:: Exercise objective ::
Each entry here needs to be given again exactly.

[Records for the task Boundary: Start]

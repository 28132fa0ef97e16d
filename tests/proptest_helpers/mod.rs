#![allow(dead_code)]

use proptest::prelude::*;
use proptest::test_runner::{Config as ProptestConfig, FileFailurePersistence};

/// Tolerance for boxes that went through a 6-decimal YOLO label.
pub const EPS_LABEL: f64 = 1e-6;

pub fn proptest_config() -> ProptestConfig {
    let cases = std::env::var("PROPTEST_CASES")
        .ok()
        .and_then(|v| v.parse::<u32>().ok())
        .unwrap_or(64);

    let mut config = ProptestConfig::with_failure_persistence(FileFailurePersistence::WithSource(
        "proptest-regressions",
    ));
    config.cases = cases;
    config.max_shrink_iters = 1024;
    config
}

/// A normalized top-left box that stays inside the unit square.
pub fn arb_unit_box() -> impl Strategy<Value = (f64, f64, f64, f64)> {
    (0.0f64..0.9, 0.0f64..0.9)
        .prop_flat_map(|(x, y)| (Just(x), Just(y), 0.001f64..(1.0 - x), 0.001f64..(1.0 - y)))
}

/// Raw command-line references: IDs, names and the `list` sentinel.
pub fn arb_reference() -> impl Strategy<Value = String> {
    prop_oneof![
        any::<u32>().prop_map(|id| id.to_string()),
        Just("list".to_string()),
        "[a-zA-Z][a-zA-Z0-9_ .-]{0,15}",
    ]
}

pub fn approx_eq(a: f64, b: f64, eps: f64) -> bool {
    (a - b).abs() <= eps
}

[Records for the task Boundary: End]

:: Task answer ::
repository 28132fa0ef97e16d
filename tests/proptest_helpers/mod.rs
#![allow(dead_code)]

use proptest::prelude::*;
use proptest::test_runner::{Config as ProptestConfig, FileFailurePersistence};

/// Tolerance for boxes that went through a 6-decimal YOLO label.
pub const EPS_LABEL: f64 = 1e-6;

pub fn proptest_config() -> ProptestConfig {
    let cases = std::env::var("PROPTEST_CASES")
        .ok()
        .and_then(|v| v.parse::<u32>().ok())
        .unwrap_or(64);

    let mut config = ProptestConfig::with_failure_persistence(FileFailurePersistence::WithSource(
        "proptest-regressions",
    ));
    config.cases = cases;
    config.max_shrink_iters = 1024;
    config
}

/// A normalized top-left box that stays inside the unit square.
pub fn arb_unit_box() -> impl Strategy<Value = (f64, f64, f64, f64)> {
    (0.0f64..0.9, 0.0f64..0.9)
        .prop_flat_map(|(x, y)| (Just(x), Just(y), 0.001f64..(1.0 - x), 0.001f64..(1.0 - y)))
}

/// Raw command-line references: IDs, names and the `list` sentinel.
pub fn arb_reference() -> impl Strategy<Value = String> {
    prop_oneof![
        any::<u32>().prop_map(|id| id.to_string()),
        Just("list".to_string()),
        "[a-zA-Z][a-zA-Z0-9_ .-]{0,15}",
    ]
}

pub fn approx_eq(a: f64, b: f64, eps: f64) -> bool {
    (a - b).abs() <= eps
}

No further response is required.